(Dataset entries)
————————
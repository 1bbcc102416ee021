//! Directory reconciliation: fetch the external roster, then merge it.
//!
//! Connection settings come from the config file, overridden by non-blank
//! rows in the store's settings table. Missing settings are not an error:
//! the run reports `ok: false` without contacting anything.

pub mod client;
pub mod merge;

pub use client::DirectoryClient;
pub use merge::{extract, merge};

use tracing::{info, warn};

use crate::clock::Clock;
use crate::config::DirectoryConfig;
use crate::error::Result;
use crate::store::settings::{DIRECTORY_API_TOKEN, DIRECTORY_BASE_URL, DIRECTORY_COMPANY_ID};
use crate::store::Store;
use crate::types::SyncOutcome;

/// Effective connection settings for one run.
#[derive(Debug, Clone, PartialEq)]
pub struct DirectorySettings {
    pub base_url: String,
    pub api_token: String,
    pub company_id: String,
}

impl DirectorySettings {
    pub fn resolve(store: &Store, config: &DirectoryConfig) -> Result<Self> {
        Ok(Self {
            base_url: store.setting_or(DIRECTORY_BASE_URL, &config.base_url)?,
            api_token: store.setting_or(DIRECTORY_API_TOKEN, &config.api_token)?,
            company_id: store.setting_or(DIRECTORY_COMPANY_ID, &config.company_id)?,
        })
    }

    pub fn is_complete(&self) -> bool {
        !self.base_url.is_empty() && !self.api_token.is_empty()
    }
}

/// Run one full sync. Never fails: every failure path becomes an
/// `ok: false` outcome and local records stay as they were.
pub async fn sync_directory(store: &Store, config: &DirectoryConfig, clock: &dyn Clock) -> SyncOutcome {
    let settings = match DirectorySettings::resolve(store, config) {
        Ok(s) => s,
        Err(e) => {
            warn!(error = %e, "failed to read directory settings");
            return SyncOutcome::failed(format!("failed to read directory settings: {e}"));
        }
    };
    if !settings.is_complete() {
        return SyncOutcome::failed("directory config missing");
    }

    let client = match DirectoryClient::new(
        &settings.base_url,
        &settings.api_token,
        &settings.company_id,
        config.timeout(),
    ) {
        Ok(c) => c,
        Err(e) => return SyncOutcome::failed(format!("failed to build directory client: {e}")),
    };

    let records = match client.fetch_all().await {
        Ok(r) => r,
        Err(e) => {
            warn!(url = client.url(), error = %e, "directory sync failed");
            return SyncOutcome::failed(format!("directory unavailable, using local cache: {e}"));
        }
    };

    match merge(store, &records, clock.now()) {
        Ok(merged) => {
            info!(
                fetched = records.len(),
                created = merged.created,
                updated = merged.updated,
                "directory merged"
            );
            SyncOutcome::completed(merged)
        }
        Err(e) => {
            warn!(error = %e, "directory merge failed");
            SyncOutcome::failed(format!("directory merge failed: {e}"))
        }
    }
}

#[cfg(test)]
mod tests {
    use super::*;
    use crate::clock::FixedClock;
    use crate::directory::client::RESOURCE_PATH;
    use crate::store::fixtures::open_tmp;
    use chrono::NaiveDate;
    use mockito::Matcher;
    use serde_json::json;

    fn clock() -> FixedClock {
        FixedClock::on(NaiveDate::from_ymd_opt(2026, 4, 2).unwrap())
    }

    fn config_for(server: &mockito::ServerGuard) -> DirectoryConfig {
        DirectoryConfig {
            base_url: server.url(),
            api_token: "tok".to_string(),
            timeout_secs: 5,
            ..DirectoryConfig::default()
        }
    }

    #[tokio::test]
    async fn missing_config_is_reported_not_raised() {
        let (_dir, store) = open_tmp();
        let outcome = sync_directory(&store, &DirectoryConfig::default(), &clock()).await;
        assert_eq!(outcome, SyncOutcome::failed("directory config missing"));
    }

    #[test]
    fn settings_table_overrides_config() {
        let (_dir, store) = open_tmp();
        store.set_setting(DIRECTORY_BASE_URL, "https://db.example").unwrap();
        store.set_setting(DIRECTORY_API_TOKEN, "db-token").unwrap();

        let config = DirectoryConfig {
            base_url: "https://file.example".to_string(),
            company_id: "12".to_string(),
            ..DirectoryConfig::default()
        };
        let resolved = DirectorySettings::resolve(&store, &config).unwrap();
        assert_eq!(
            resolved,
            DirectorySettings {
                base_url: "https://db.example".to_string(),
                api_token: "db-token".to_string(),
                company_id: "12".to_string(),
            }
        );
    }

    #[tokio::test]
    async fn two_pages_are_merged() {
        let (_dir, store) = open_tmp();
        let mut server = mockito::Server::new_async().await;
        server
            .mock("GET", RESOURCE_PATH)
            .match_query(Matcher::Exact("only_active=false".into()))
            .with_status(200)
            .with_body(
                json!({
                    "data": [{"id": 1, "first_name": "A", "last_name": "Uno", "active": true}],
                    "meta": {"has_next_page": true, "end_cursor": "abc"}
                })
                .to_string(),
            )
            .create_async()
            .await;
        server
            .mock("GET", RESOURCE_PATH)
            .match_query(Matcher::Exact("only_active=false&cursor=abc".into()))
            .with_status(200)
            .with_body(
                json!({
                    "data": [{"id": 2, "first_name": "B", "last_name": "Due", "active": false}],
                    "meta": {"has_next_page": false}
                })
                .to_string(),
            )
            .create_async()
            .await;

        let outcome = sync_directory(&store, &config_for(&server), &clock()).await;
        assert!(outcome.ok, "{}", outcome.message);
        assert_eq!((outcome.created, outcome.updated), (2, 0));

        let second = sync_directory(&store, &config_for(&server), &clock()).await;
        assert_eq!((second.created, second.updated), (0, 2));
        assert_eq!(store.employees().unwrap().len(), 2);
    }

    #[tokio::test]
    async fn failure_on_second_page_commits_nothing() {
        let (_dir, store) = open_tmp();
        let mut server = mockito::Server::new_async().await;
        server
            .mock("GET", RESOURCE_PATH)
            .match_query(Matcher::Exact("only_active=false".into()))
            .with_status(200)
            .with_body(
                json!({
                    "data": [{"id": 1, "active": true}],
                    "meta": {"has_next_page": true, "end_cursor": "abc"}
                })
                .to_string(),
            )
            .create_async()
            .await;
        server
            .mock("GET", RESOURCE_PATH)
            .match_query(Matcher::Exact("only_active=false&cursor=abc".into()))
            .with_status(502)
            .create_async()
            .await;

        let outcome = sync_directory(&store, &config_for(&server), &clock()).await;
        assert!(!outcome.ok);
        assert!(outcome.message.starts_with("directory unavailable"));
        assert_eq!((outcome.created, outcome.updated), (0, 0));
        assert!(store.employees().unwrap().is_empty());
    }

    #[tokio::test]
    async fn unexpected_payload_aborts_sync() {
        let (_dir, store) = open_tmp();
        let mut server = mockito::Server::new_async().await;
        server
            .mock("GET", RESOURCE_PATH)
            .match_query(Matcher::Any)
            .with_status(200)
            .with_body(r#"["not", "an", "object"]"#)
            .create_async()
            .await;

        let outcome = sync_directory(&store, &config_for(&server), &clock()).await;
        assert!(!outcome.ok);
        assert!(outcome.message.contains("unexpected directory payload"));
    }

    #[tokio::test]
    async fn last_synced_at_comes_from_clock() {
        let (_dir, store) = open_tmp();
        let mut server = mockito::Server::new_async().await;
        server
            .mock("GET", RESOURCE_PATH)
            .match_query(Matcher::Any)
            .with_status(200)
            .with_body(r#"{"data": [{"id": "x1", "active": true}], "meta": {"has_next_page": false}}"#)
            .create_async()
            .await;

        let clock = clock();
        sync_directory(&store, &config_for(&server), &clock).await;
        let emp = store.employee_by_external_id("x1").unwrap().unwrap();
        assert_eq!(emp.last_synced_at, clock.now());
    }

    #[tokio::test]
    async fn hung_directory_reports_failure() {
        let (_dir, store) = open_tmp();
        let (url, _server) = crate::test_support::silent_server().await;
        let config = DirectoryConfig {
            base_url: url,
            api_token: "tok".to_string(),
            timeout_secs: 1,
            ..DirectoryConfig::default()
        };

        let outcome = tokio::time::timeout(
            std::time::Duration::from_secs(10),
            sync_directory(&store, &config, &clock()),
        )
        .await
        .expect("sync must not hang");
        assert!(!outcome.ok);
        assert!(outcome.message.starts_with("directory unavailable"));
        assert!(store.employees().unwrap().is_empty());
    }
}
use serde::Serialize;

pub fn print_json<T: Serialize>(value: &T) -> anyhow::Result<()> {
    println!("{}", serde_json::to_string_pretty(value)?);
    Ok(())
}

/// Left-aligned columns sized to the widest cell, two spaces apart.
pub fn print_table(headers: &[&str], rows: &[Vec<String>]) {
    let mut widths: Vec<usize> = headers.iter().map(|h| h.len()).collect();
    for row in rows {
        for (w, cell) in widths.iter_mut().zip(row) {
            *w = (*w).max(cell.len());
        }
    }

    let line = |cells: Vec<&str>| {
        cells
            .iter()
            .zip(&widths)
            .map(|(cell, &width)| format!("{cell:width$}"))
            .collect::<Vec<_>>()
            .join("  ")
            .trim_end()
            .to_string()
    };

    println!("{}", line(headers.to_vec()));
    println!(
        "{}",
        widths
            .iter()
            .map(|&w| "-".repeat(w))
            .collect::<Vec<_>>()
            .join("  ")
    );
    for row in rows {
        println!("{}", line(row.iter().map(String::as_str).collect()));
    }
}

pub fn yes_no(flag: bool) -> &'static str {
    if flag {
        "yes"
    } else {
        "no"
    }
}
————————
• **EXERCISE OBJECTIVE**
What you return should be exactly the lines above, starting at the one with "pub mod merge;" and ending at the one with "use crate::store::Store;", and nothing else.

• **EXERCISE OUTPUT**
pub mod merge;

pub use client::DirectoryClient;
pub use merge::{extract, merge};

use tracing::{info, warn};

use crate::clock::Clock;
use crate::config::DirectoryConfig;
use crate::error::Result;
use crate::store::settings::{DIRECTORY_API_TOKEN, DIRECTORY_BASE_URL, DIRECTORY_COMPANY_ID};
use crate::store::Store;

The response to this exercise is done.